- Problem details: What comes back must be the data itself, retyped exactly.

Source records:

◇ ◇ ◇

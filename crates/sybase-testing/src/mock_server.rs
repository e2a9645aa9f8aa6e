//! Scripted mock TDS 5.0 server.
//!
//! The server accepts connections sequentially. On each session it
//! answers the login message with a configurable login reply, then
//! answers each request message with the next scripted reply. When the
//! script runs dry it falls back to an empty completion so housekeeping
//! queries (like the post-login `use <database>`) succeed without
//! explicit scripting.

use std::collections::VecDeque;
use std::net::SocketAddr;
use std::sync::{Arc, Mutex};

use bytes::{Bytes, BytesMut};
use thiserror::Error;
use tokio::io::{AsyncReadExt, AsyncWriteExt};
use tokio::net::{TcpListener, TcpStream};

use tds5_protocol::packet::{PACKET_HEADER_SIZE, PacketHeader, PacketStatus, PacketType};
use tds5_protocol::token::{DoneStatus, LoginStatus};

use crate::reply::ReplyBuilder;

/// Error type for mock server operations.
#[derive(Debug, Error)]
pub enum MockServerError {
    /// IO error.
    #[error("IO error: {0}")]
    Io(#[from] std::io::Error),
}

/// One scripted action taken in response to a request message.
#[derive(Debug, Clone)]
enum ScriptItem {
    /// Send a reply payload.
    Reply(Bytes),
    /// Close the connection without replying.
    DropConnection,
}

/// Builder for [`MockTdsServer`].
#[derive(Debug)]
pub struct MockTdsServerBuilder {
    packet_size: usize,
    login_reply: Option<Bytes>,
    script: VecDeque<ScriptItem>,
}

impl MockTdsServerBuilder {
    /// Set the packet size the server fragments replies into.
    #[must_use]
    pub fn packet_size(mut self, packet_size: usize) -> Self {
        self.packet_size = packet_size;
        self
    }

    /// Override the reply sent for login messages. The default is a
    /// successful login acknowledgement with a capability response.
    #[must_use]
    pub fn login_reply(mut self, reply: Bytes) -> Self {
        self.login_reply = Some(reply);
        self
    }

    /// Script the reply for the next request message.
    #[must_use]
    pub fn reply(mut self, reply: Bytes) -> Self {
        self.script.push_back(ScriptItem::Reply(reply));
        self
    }

    /// Script a dropped connection for the next request message.
    #[must_use]
    pub fn drop_connection(mut self) -> Self {
        self.script.push_back(ScriptItem::DropConnection);
        self
    }

    /// Bind a listener and start serving sessions.
    pub async fn start(self) -> Result<MockTdsServer, MockServerError> {
        let listener = TcpListener::bind("127.0.0.1:0").await?;
        let addr = listener.local_addr()?;
        let login_reply = self.login_reply.unwrap_or_else(default_login_reply);
        let script = Arc::new(Mutex::new(self.script));
        let packet_size = self.packet_size;

        let handle = tokio::spawn(async move {
            loop {
                let (stream, peer) = match listener.accept().await {
                    Ok(accepted) => accepted,
                    Err(err) => {
                        tracing::debug!(error = %err, "mock accept failed");
                        return;
                    }
                };
                tracing::debug!(%peer, "mock session started");
                if let Err(err) =
                    serve_session(stream, &login_reply, &script, packet_size).await
                {
                    tracing::debug!(error = %err, "mock session ended with error");
                }
            }
        });

        Ok(MockTdsServer {
            addr,
            handle,
        })
    }
}

/// A running mock server. Dropping it stops the accept loop.
#[derive(Debug)]
pub struct MockTdsServer {
    addr: SocketAddr,
    handle: tokio::task::JoinHandle<()>,
}

impl MockTdsServer {
    /// Start building a mock server.
    #[must_use]
    pub fn builder() -> MockTdsServerBuilder {
        MockTdsServerBuilder {
            packet_size: 512,
            login_reply: None,
            script: VecDeque::new(),
        }
    }

    /// The address the server is listening on.
    #[must_use]
    pub fn addr(&self) -> SocketAddr {
        self.addr
    }

    /// Host string for client configuration.
    #[must_use]
    pub fn host(&self) -> String {
        self.addr.ip().to_string()
    }

    /// Port for client configuration.
    #[must_use]
    pub fn port(&self) -> u16 {
        self.addr.port()
    }
}

impl Drop for MockTdsServer {
    fn drop(&mut self) {
        self.handle.abort();
    }
}

fn default_login_reply() -> Bytes {
    ReplyBuilder::new()
        .login_ack(LoginStatus::Succeeded)
        .capability()
        .done(DoneStatus::empty(), 0)
        .build()
}

fn empty_completion() -> Bytes {
    ReplyBuilder::new().done(DoneStatus::COUNT, 0).build()
}

async fn serve_session(
    mut stream: TcpStream,
    login_reply: &Bytes,
    script: &Arc<Mutex<VecDeque<ScriptItem>>>,
    packet_size: usize,
) -> std::io::Result<()> {
    // Login handshake.
    let Some(_login) = read_message(&mut stream).await? else {
        return Ok(());
    };
    write_message(&mut stream, login_reply, packet_size).await?;

    // Request loop.
    loop {
        let Some(request) = read_message(&mut stream).await? else {
            return Ok(());
        };
        // A logout token gets an empty final reply before close.
        if request.first() == Some(&0x71) {
            write_message(&mut stream, &empty_completion(), packet_size).await?;
            return Ok(());
        }
        let item = script
            .lock()
            .expect("script lock poisoned")
            .pop_front()
            .unwrap_or_else(|| ScriptItem::Reply(empty_completion()));
        match item {
            ScriptItem::Reply(reply) => {
                write_message(&mut stream, &reply, packet_size).await?;
            }
            ScriptItem::DropConnection => {
                tracing::debug!("mock dropping connection per script");
                return Ok(());
            }
        }
    }
}

/// Read one logical message: packets up to and including the LAST flag.
/// Returns `None` on a cleanly closed connection.
async fn read_message(stream: &mut TcpStream) -> std::io::Result<Option<Vec<u8>>> {
    let mut payload = Vec::new();
    loop {
        let mut header = [0u8; PACKET_HEADER_SIZE];
        match stream.read_exact(&mut header).await {
            Ok(_) => {}
            Err(err) if err.kind() == std::io::ErrorKind::UnexpectedEof => return Ok(None),
            Err(err) => return Err(err),
        }
        let length = u16::from_be_bytes([header[2], header[3]]) as usize;
        let mut body = vec![0u8; length.saturating_sub(PACKET_HEADER_SIZE)];
        stream.read_exact(&mut body).await?;
        payload.extend_from_slice(&body);
        if header[1] & PacketStatus::LAST.bits() != 0 {
            tracing::trace!(
                message_type = header[0],
                payload_len = payload.len(),
                "mock received message"
            );
            return Ok(Some(payload));
        }
    }
}

/// Write one payload as a run of response packets.
async fn write_message(
    stream: &mut TcpStream,
    payload: &Bytes,
    packet_size: usize,
) -> std::io::Result<()> {
    let max_payload = packet_size.saturating_sub(PACKET_HEADER_SIZE).max(1);
    let mut chunks: Vec<&[u8]> = payload.chunks(max_payload).collect();
    if chunks.is_empty() {
        chunks.push(&[]);
    }
    let last = chunks.len() - 1;

    let mut out = BytesMut::new();
    for (index, chunk) in chunks.into_iter().enumerate() {
        let status = if index == last {
            PacketStatus::LAST
        } else {
            PacketStatus::NORMAL
        };
        let mut header = PacketHeader::new(
            PacketType::Response,
            status,
            (PACKET_HEADER_SIZE + chunk.len()) as u16,
        );
        header.packet_number = (index % 256) as u8;
        header.encode(&mut out);
        out.extend_from_slice(chunk);
    }
    stream.write_all(&out).await?;
    stream.flush().await
}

◇ ◇ ◇

- Output for this task:
filename crates/sybase-testing/src/mock_server.rs
repository e2a9645aa9f8aa6e
//! Scripted mock TDS 5.0 server.
//!
//! The server accepts connections sequentially. On each session it
//! answers the login message with a configurable login reply, then
//! answers each request message with the next scripted reply. When the
//! script runs dry it falls back to an empty completion so housekeeping
//! queries (like the post-login `use <database>`) succeed without
//! explicit scripting.

use std::collections::VecDeque;
use std::net::SocketAddr;
use std::sync::{Arc, Mutex};

use bytes::{Bytes, BytesMut};
use thiserror::Error;
use tokio::io::{AsyncReadExt, AsyncWriteExt};
use tokio::net::{TcpListener, TcpStream};

use tds5_protocol::packet::{PACKET_HEADER_SIZE, PacketHeader, PacketStatus, PacketType};
use tds5_protocol::token::{DoneStatus, LoginStatus};

use crate::reply::ReplyBuilder;

/// Error type for mock server operations.
#[derive(Debug, Error)]
pub enum MockServerError {
    /// IO error.
    #[error("IO error: {0}")]
    Io(#[from] std::io::Error),
}

/// One scripted action taken in response to a request message.
#[derive(Debug, Clone)]
enum ScriptItem {
    /// Send a reply payload.
    Reply(Bytes),
    /// Close the connection without replying.
    DropConnection,
}

/// Builder for [`MockTdsServer`].
#[derive(Debug)]
pub struct MockTdsServerBuilder {
    packet_size: usize,
    login_reply: Option<Bytes>,
    script: VecDeque<ScriptItem>,
}

impl MockTdsServerBuilder {
    /// Set the packet size the server fragments replies into.
    #[must_use]
    pub fn packet_size(mut self, packet_size: usize) -> Self {
        self.packet_size = packet_size;
        self
    }

    /// Override the reply sent for login messages. The default is a
    /// successful login acknowledgement with a capability response.
    #[must_use]
    pub fn login_reply(mut self, reply: Bytes) -> Self {
        self.login_reply = Some(reply);
        self
    }

    /// Script the reply for the next request message.
    #[must_use]
    pub fn reply(mut self, reply: Bytes) -> Self {
        self.script.push_back(ScriptItem::Reply(reply));
        self
    }

    /// Script a dropped connection for the next request message.
    #[must_use]
    pub fn drop_connection(mut self) -> Self {
        self.script.push_back(ScriptItem::DropConnection);
        self
    }

    /// Bind a listener and start serving sessions.
    pub async fn start(self) -> Result<MockTdsServer, MockServerError> {
        let listener = TcpListener::bind("127.0.0.1:0").await?;
        let addr = listener.local_addr()?;
        let login_reply = self.login_reply.unwrap_or_else(default_login_reply);
        let script = Arc::new(Mutex::new(self.script));
        let packet_size = self.packet_size;

        let handle = tokio::spawn(async move {
            loop {
                let (stream, peer) = match listener.accept().await {
                    Ok(accepted) => accepted,
                    Err(err) => {
                        tracing::debug!(error = %err, "mock accept failed");
                        return;
                    }
                };
                tracing::debug!(%peer, "mock session started");
                if let Err(err) =
                    serve_session(stream, &login_reply, &script, packet_size).await
                {
                    tracing::debug!(error = %err, "mock session ended with error");
                }
            }
        });

        Ok(MockTdsServer {
            addr,
            handle,
        })
    }
}

/// A running mock server. Dropping it stops the accept loop.
#[derive(Debug)]
pub struct MockTdsServer {
    addr: SocketAddr,
    handle: tokio::task::JoinHandle<()>,
}

impl MockTdsServer {
    /// Start building a mock server.
    #[must_use]
    pub fn builder() -> MockTdsServerBuilder {
        MockTdsServerBuilder {
            packet_size: 512,
            login_reply: None,
            script: VecDeque::new(),
        }
    }

    /// The address the server is listening on.
    #[must_use]
    pub fn addr(&self) -> SocketAddr {
        self.addr
    }

    /// Host string for client configuration.
    #[must_use]
    pub fn host(&self) -> String {
        self.addr.ip().to_string()
    }

    /// Port for client configuration.
    #[must_use]
    pub fn port(&self) -> u16 {
        self.addr.port()
    }
}

impl Drop for MockTdsServer {
    fn drop(&mut self) {
        self.handle.abort();
    }
}

fn default_login_reply() -> Bytes {
    ReplyBuilder::new()
        .login_ack(LoginStatus::Succeeded)
        .capability()
        .done(DoneStatus::empty(), 0)
        .build()
}

fn empty_completion() -> Bytes {
    ReplyBuilder::new().done(DoneStatus::COUNT, 0).build()
}

async fn serve_session(
    mut stream: TcpStream,
    login_reply: &Bytes,
    script: &Arc<Mutex<VecDeque<ScriptItem>>>,
    packet_size: usize,
) -> std::io::Result<()> {
    // Login handshake.
    let Some(_login) = read_message(&mut stream).await? else {
        return Ok(());
    };
    write_message(&mut stream, login_reply, packet_size).await?;

    // Request loop.
    loop {
        let Some(request) = read_message(&mut stream).await? else {
            return Ok(());
        };
        // A logout token gets an empty final reply before close.
        if request.first() == Some(&0x71) {
            write_message(&mut stream, &empty_completion(), packet_size).await?;
            return Ok(());
        }
        let item = script
            .lock()
            .expect("script lock poisoned")
            .pop_front()
            .unwrap_or_else(|| ScriptItem::Reply(empty_completion()));
        match item {
            ScriptItem::Reply(reply) => {
                write_message(&mut stream, &reply, packet_size).await?;
            }
            ScriptItem::DropConnection => {
                tracing::debug!("mock dropping connection per script");
                return Ok(());
            }
        }
    }
}

/// Read one logical message: packets up to and including the LAST flag.
/// Returns `None` on a cleanly closed connection.
async fn read_message(stream: &mut TcpStream) -> std::io::Result<Option<Vec<u8>>> {
    let mut payload = Vec::new();
    loop {
        let mut header = [0u8; PACKET_HEADER_SIZE];
        match stream.read_exact(&mut header).await {
            Ok(_) => {}
            Err(err) if err.kind() == std::io::ErrorKind::UnexpectedEof => return Ok(None),
            Err(err) => return Err(err),
        }
        let length = u16::from_be_bytes([header[2], header[3]]) as usize;
        let mut body = vec![0u8; length.saturating_sub(PACKET_HEADER_SIZE)];
        stream.read_exact(&mut body).await?;
        payload.extend_from_slice(&body);
        if header[1] & PacketStatus::LAST.bits() != 0 {
            tracing::trace!(
                message_type = header[0],
                payload_len = payload.len(),
                "mock received message"
            );
            return Ok(Some(payload));
        }
    }
}

/// Write one payload as a run of response packets.
async fn write_message(
    stream: &mut TcpStream,
    payload: &Bytes,
    packet_size: usize,
) -> std::io::Result<()> {
    let max_payload = packet_size.saturating_sub(PACKET_HEADER_SIZE).max(1);
    let mut chunks: Vec<&[u8]> = payload.chunks(max_payload).collect();
    if chunks.is_empty() {
        chunks.push(&[]);
    }
    let last = chunks.len() - 1;

    let mut out = BytesMut::new();
    for (index, chunk) in chunks.into_iter().enumerate() {
        let status = if index == last {
            PacketStatus::LAST
        } else {
            PacketStatus::NORMAL
        };
        let mut header = PacketHeader::new(
            PacketType::Response,
            status,
            (PACKET_HEADER_SIZE + chunk.len()) as u16,
        );
        header.packet_number = (index % 256) as u8;
        header.encode(&mut out);
        out.extend_from_slice(chunk);
    }
    stream.write_all(&out).await?;
    stream.flush().await
}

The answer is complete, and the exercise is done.